Time For Hard Bargaining

It’s crunch time for Emera. On July 22, the Utilities and Review Board (UARB) released its decision on the Maritime Link Application. It concluded that that the proposal was not the lowest cost alternative for Nova Scotians. But it also said that the project and associated financial arrangements could be approved if a couple of minor conditions and one major one were met.

The major condition revolves around the following chart, taken from the proponent’s application:

Muskrat Falls Electricity

The Maritime Link block represents 20% of the total production at Muskrat Falls. It is expensive, starting around $125 per megawatt-hour (MWh) in 2017, and averaging more than $150 per MWh over the first 25 years of the agreement.

The line called Surplus Energy represents the price that will be paid for power potentially available for transmission to Nova Scotia from Newfoundland. Emera’s projections show it to be attractively priced at about $50 in 2017, growing to $90 over the 35 years. The average price of the Maritime Link power is between two and three times the average price of the Surplus Energy.

The Blended rate assumes that there is about twice as much Surplus Energy as Maritime Link Energy.

As noted in my article of May 17 the Emera proposal only guaranteed delivery of the expensive Maritime Link part of the electricity.
The UARB has determined that the Maritime Link block by itself is unacceptably expensive but the combination of it and the Surplus Energy, providing the Blended rate, is narrowly better than the alternatives that were studied. Accordingly it has required, as a condition of approval, that the proponents guarantee availability of the full amount of market-priced Surplus Energy.

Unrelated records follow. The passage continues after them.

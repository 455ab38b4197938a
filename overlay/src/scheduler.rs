//! Per-frame render loop.
//!
//! ARCHITECTURE
//! ============
//! Two strategies sit behind the [`Scheduler`] trait and one is picked per
//! session by [`Strategy::probe`]:
//!
//! - [`ModernScheduler`] renders on every displayed video frame. It renders
//!   first and re-registers afterwards, so an overrunning render makes the host
//!   skip the frames it missed instead of queueing them.
//! - [`LegacyScheduler`] runs on a fixed-period timer. It arms the next timer
//!   before rendering so render time is absorbed inside the period and the
//!   schedule does not drift. A tick that finds playback paused stops the
//!   chain; the next `playing` notification restarts it.
//!
//! A failed render is logged and counted; the loop always continues.

use std::cell::Cell;
use std::rc::Rc;

use crate::error::ResizeError;
use crate::host::FrameTiming;
use crate::session::Session;

#[cfg(test)]
#[path = "scheduler_test.rs"]
mod scheduler_test;

/// Which host primitive drives the loop.
#[derive(Debug, Clone, Copy, PartialEq, Eq)]
pub enum Strategy {
    /// Per displayed video frame.
    Modern,
    /// Fixed-period timer.
    Legacy,
}

impl Strategy {
    /// Pick the strategy for this session. Never re-evaluated afterwards.
    #[must_use]
    pub fn probe(timing: &dyn FrameTiming, force_legacy: bool) -> Self {
        if !force_legacy && timing.supports_video_frame_callback() { Self::Modern } else { Self::Legacy }
    }
}

/// Lifecycle of the session's render loop.
#[derive(Debug, Clone, Copy, PartialEq, Eq)]
pub enum SchedulerState {
    Idle,
    ModernDriven,
    LegacyDriven,
}

/// Tick counters since the scheduler started.
#[derive(Debug, Clone, Copy, Default, PartialEq, Eq)]
pub struct TickStats {
    /// Ticks that rendered a frame.
    pub rendered: u64,
    /// Ticks whose scaler call failed.
    pub failed: u64,
    /// Ticks skipped because no valid scale ratio existed.
    pub skipped: u64,
    /// Timer ticks that found playback paused and stopped the chain.
    pub halted: u64,
}

pub trait Scheduler {
    /// Begin driving the scaler. A no-op while a callback is already armed.
    fn start(&self);

    /// Run one tick and arrange the next.
    fn tick(&self);

    /// Playback (re)started.
    fn on_playing(&self);

    fn strategy(&self) -> Strategy;

    fn stats(&self) -> TickStats;

    /// Whether a next tick is currently registered with the host.
    fn is_armed(&self) -> bool;
}

/// State shared by both strategies.
struct Driver {
    session: Rc<Session>,
    timing: Rc<dyn FrameTiming>,
    stats: Cell<TickStats>,
    armed: Cell<bool>,
}

impl Driver {
    fn new(session: Rc<Session>, timing: Rc<dyn FrameTiming>) -> Self {
        Self { session, timing, stats: Cell::new(TickStats::default()), armed: Cell::new(false) }
    }

    fn record(&self, update: impl FnOnce(&mut TickStats)) {
        let mut stats = self.stats.get();
        update(&mut stats);
        self.stats.set(stats);
    }

    fn render(&self) {
        match self.session.render_frame() {
            Ok(()) => self.record(|s| s.rendered += 1),
            Err(ResizeError::Geometry(e)) => {
                self.record(|s| s.skipped += 1);
                log::debug!("frame skipped: {e}");
            }
            Err(e) => {
                self.record(|s| s.failed += 1);
                log::warn!("render tick failed: {e}");
            }
        }
    }
}

// =============================================================
// Modern: one render per displayed frame
// =============================================================

#[derive(Clone)]
pub struct ModernScheduler {
    driver: Rc<Driver>,
}

impl ModernScheduler {
    #[must_use]
    pub fn new(session: Rc<Session>, timing: Rc<dyn FrameTiming>) -> Self {
        Self { driver: Rc::new(Driver::new(session, timing)) }
    }
}

impl Scheduler for ModernScheduler {
    fn start(&self) {
        if self.driver.armed.get() {
            return;
        }
        self.tick();
    }

    fn tick(&self) {
        self.driver.armed.set(false);
        self.driver.render();

        let next = self.clone();
        match self.driver.timing.request_video_frame(Box::new(move || next.tick())) {
            Ok(()) => self.driver.armed.set(true),
            Err(e) => log::error!("render loop stopped, cannot register frame callback: {e}"),
        }
    }

    // Frame callbacks stay registered across pauses; the host simply stops
    // delivering frames until playback resumes.
    fn on_playing(&self) {}

    fn strategy(&self) -> Strategy {
        Strategy::Modern
    }

    fn stats(&self) -> TickStats {
        self.driver.stats.get()
    }

    fn is_armed(&self) -> bool {
        self.driver.armed.get()
    }
}

// =============================================================
// Legacy: fixed-period timer
// =============================================================

#[derive(Clone)]
pub struct LegacyScheduler {
    driver: Rc<Driver>,
    period_ms: f64,
}

impl LegacyScheduler {
    #[must_use]
    pub fn new(session: Rc<Session>, timing: Rc<dyn FrameTiming>, period_ms: f64) -> Self {
        Self { driver: Rc::new(Driver::new(session, timing)), period_ms }
    }

    #[must_use]
    pub fn period_ms(&self) -> f64 {
        self.period_ms
    }
}

impl Scheduler for LegacyScheduler {
    fn start(&self) {
        if self.driver.armed.get() {
            return;
        }
        self.tick();
    }

    fn tick(&self) {
        self.driver.armed.set(false);
        if self.driver.session.paused() {
            self.driver.record(|s| s.halted += 1);
            log::debug!("playback paused, timer loop halted");
            return;
        }

        let next = self.clone();
        match self.driver.timing.set_timeout(self.period_ms, Box::new(move || next.tick())) {
            Ok(()) => self.driver.armed.set(true),
            Err(e) => log::error!("render loop stopped, cannot arm timer: {e}"),
        }
        self.driver.render();
    }

    fn on_playing(&self) {
        self.start();
    }

    fn strategy(&self) -> Strategy {
        Strategy::Legacy
    }

    fn stats(&self) -> TickStats {
        self.driver.stats.get()
    }

    fn is_armed(&self) -> bool {
        self.driver.armed.get()
    }
}

// =============================================================
// Selected strategy
// =============================================================

/// The one scheduler of a session.
#[derive(Clone)]
pub enum FrameScheduler {
    Modern(ModernScheduler),
    Legacy(LegacyScheduler),
}

impl FrameScheduler {
    #[must_use]
    pub fn new(strategy: Strategy, session: Rc<Session>, timing: Rc<dyn FrameTiming>, period_ms: f64) -> Self {
        match strategy {
            Strategy::Modern => Self::Modern(ModernScheduler::new(session, timing)),
            Strategy::Legacy => Self::Legacy(LegacyScheduler::new(session, timing, period_ms)),
        }
    }

    #[must_use]
    pub fn state(&self) -> SchedulerState {
        match self {
            Self::Modern(_) => SchedulerState::ModernDriven,
            Self::Legacy(_) => SchedulerState::LegacyDriven,
        }
    }

    fn inner(&self) -> &dyn Scheduler {
        match self {
            Self::Modern(s) => s,
            Self::Legacy(s) => s,
        }
    }
}

impl Scheduler for FrameScheduler {
    fn start(&self) {
        self.inner().start();
    }

    fn tick(&self) {
        self.inner().tick();
    }

    fn on_playing(&self) {
        self.inner().on_playing();
    }

    fn strategy(&self) -> Strategy {
        self.inner().strategy()
    }

    fn stats(&self) -> TickStats {
        self.inner().stats()
    }

    fn is_armed(&self) -> bool {
        self.inner().is_armed()
    }
}
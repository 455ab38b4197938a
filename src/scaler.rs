//! Anime4K as the [`Scaler`] behind the overlay canvas.
//!
//! The library is loaded by the userscript manager before this module runs
//! and exposes `Anime4K.Scaler(gl)` as a factory.

use overlay::error::ScalerError;
use overlay::scaler::{ResizeOptions, Scaler, ScalerBackend, ScalerHandle};
use wasm_bindgen::prelude::*;
use web_sys::HtmlVideoElement;

use crate::js::describe;

#[wasm_bindgen]
extern "C" {
    type Anime4kScaler;

    #[wasm_bindgen(catch, js_namespace = Anime4K, js_name = Scaler)]
    fn create_scaler(gl: &JsValue) -> Result<Anime4kScaler, JsValue>;

    #[wasm_bindgen(method, catch, js_name = inputVideo)]
    fn input_video(this: &Anime4kScaler, video: &HtmlVideoElement) -> Result<(), JsValue>;

    #[wasm_bindgen(method, catch)]
    fn resize(this: &Anime4kScaler, ratio: f64, options: &js_sys::Object) -> Result<(), JsValue>;
}

struct Anime4k {
    inner: Anime4kScaler,
    video: HtmlVideoElement,
    options: js_sys::Object,
}

impl Scaler for Anime4k {
    fn set_input_video(&mut self) -> Result<(), ScalerError> {
        self.inner
            .input_video(&self.video)
            .map_err(|e| ScalerError::Failed(describe(&e)))
    }

    fn resize(&mut self, ratio: f64, _options: &ResizeOptions) -> Result<(), ScalerError> {
        self.inner
            .resize(ratio, &self.options)
            .map_err(|e| ScalerError::Failed(describe(&e)))
    }
}

/// Binds Anime4K to the overlay's WebGL context.
pub struct Anime4kBackend {
    context: JsValue,
    video: HtmlVideoElement,
}

impl Anime4kBackend {
    #[must_use]
    pub fn new(context: JsValue, video: HtmlVideoElement) -> Self {
        Self { context, video }
    }
}

impl ScalerBackend for Anime4kBackend {
    fn bind(&self) -> Result<ScalerHandle, ScalerError> {
        let inner = create_scaler(&self.context).map_err(|e| ScalerError::Bind(describe(&e)))?;
        Ok(ScalerHandle::new(Box::new(Anime4k {
            inner,
            video: self.video.clone(),
            options: js_sys::Object::new(),
        })))
    }
}
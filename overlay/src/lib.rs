//! Host-independent core of the in-page video upscaling overlay.
//!
//! The crate drives an opaque GPU scaler over a host video player: it swaps the
//! player's cross-origin source for a pixel-readable local copy, keeps the
//! overlay geometry aligned with the player box across fullscreen transitions,
//! and calls the scaler once per displayed frame. Everything that touches the
//! browser is reached through the capability traits in [`host`], [`scaler`] and
//! [`bootstrap`], so the whole lifecycle is testable natively. The root crate
//! supplies the `web-sys` implementations.
//!
//! ## Module layout
//!
//! | Module | Role |
//! |--------|------|
//! | [`controller`] | [`controller::SessionController`], wiring lifecycle events to the components |
//! | [`session`] | Per-page playback context shared by the components |
//! | [`scheduler`] | Per-frame render loop (video-frame callback or fixed-rate timer) |
//! | [`resize`] | Scale-ratio and overlay-width recomputation on layout changes |
//! | [`bootstrap`] | One-shot swap of the video source for a locally fetched copy |
//! | [`scaler`] | Scaler capability boundary and the shared [`scaler::ScalerHandle`] |
//! | [`host`] | Player, video, overlay and timing capability traits |
//! | [`geometry`] | Pure geometry math and value types |
//! | [`config`] | Runtime options with defaults |
//! | [`error`] | Error types for every boundary |
//! | [`consts`] | Shared numeric constants |

pub mod bootstrap;
pub mod config;
pub mod consts;
pub mod controller;
pub mod error;
pub mod geometry;
pub mod host;
pub mod resize;
pub mod scaler;
pub mod scheduler;
pub mod session;

#[cfg(test)]
mod test_support;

Each of the reactions to date is telling.

Premier Dexter said ““I think the condition that the board set was a common sense one.” Indeed. One might ask why the Premier did not insist on the condition himself before so enthusiastically supporting the project.

Energy Minister Parker characterized the UARB’s directive as “recommendations” which might hint at the possibility of yet more political interference. Let’s hope not.

To add to the complications Hydro Quebec, in a gesture no doubt timed for maximum impact, commenced a legal action to assert control over the flow of water. If successful this would jeopardize the amount of power that Muskrat Falls can generate.

Meanwhile in Newfoundland and Labrador both Ed Martin, president of Nalcor (the provincially owned utility), and Natural Resources Minister Tom Marshall were adamant that they would not be providing the guarantee required by the UARB. In fact Nalcor’s own projections show the amount of Surplus Energy available for export dwindling to nothing over the first 20 years of the project.

Of course Nalcor’s resources could be supplemented with additional wind or hydro generation, but at the forecast market prices for electricity these are not economic. So Newfoundland and Labrador’s reluctance is understandable, but they are overplaying a weak hand. Without Nova Scotia’s participation the whole Muskrat Falls project is at risk.

Given all this the reaction from Emera has been understandably cautious. Meeting the UARB’s requirement is, in the end, still Emera’s problem to solve.

No doubt they will want to have urgent consultations with Nalcor. The UARB does not require that the solution be entirely provided by Nalcor but in total it must provide the same access to market-priced energy without causing additional cost or risk to ratepayers.

One approach might be to seek additional imports of power from or through New Brunswick. But it will be difficult to show that access to these were incremental benefits of the project. And if that much market-priced energy can be accessed without paying for the expensive Maritime Link block, it calls into question why the Link is being built in the first place. It is hard to see how the UARB’s requirement can be met by other imports.

Emera’s proposed solution will be subject to review by the UARB, including interveners. To satisfy them Emera will have to promise that the Maritime Link will need to always be transmitting electricity in quantities consistent with the chart shown above.

The availability of the Surplus Energy is not the only problem with the original proposal. It still provides the wrong amount of power at the wrong times, and charges Nova Scotians for some costs that should be borne by Nalcor. The UARB’s view of its mandate did not allow them to explore these issues.
But the Board has taken a strong and well-reasoned position on the biggest problem with the proposal. And it has established its willingness to say no if a satisfactory response is not provided. The cost to Nalcor of a no decision would be enormous—loss of the Federal Loan Guarantee worth perhaps $1 billion, loss of export revenue, and most important, loss of the permanent alternative to Quebec for export routing.

To achieve an acceptable response Emera will need to have an adult conversation with Nalcor behind closed doors. In it they will remind Nalcor that they have far more to lose than Emera if the UARB ultimately says no.

Nalcor has stated that they will always do what is in the best interest of its province’s ratepayers. If they recognize what is at stake they will now make it possible for Emera to meet the UARB’s conditions.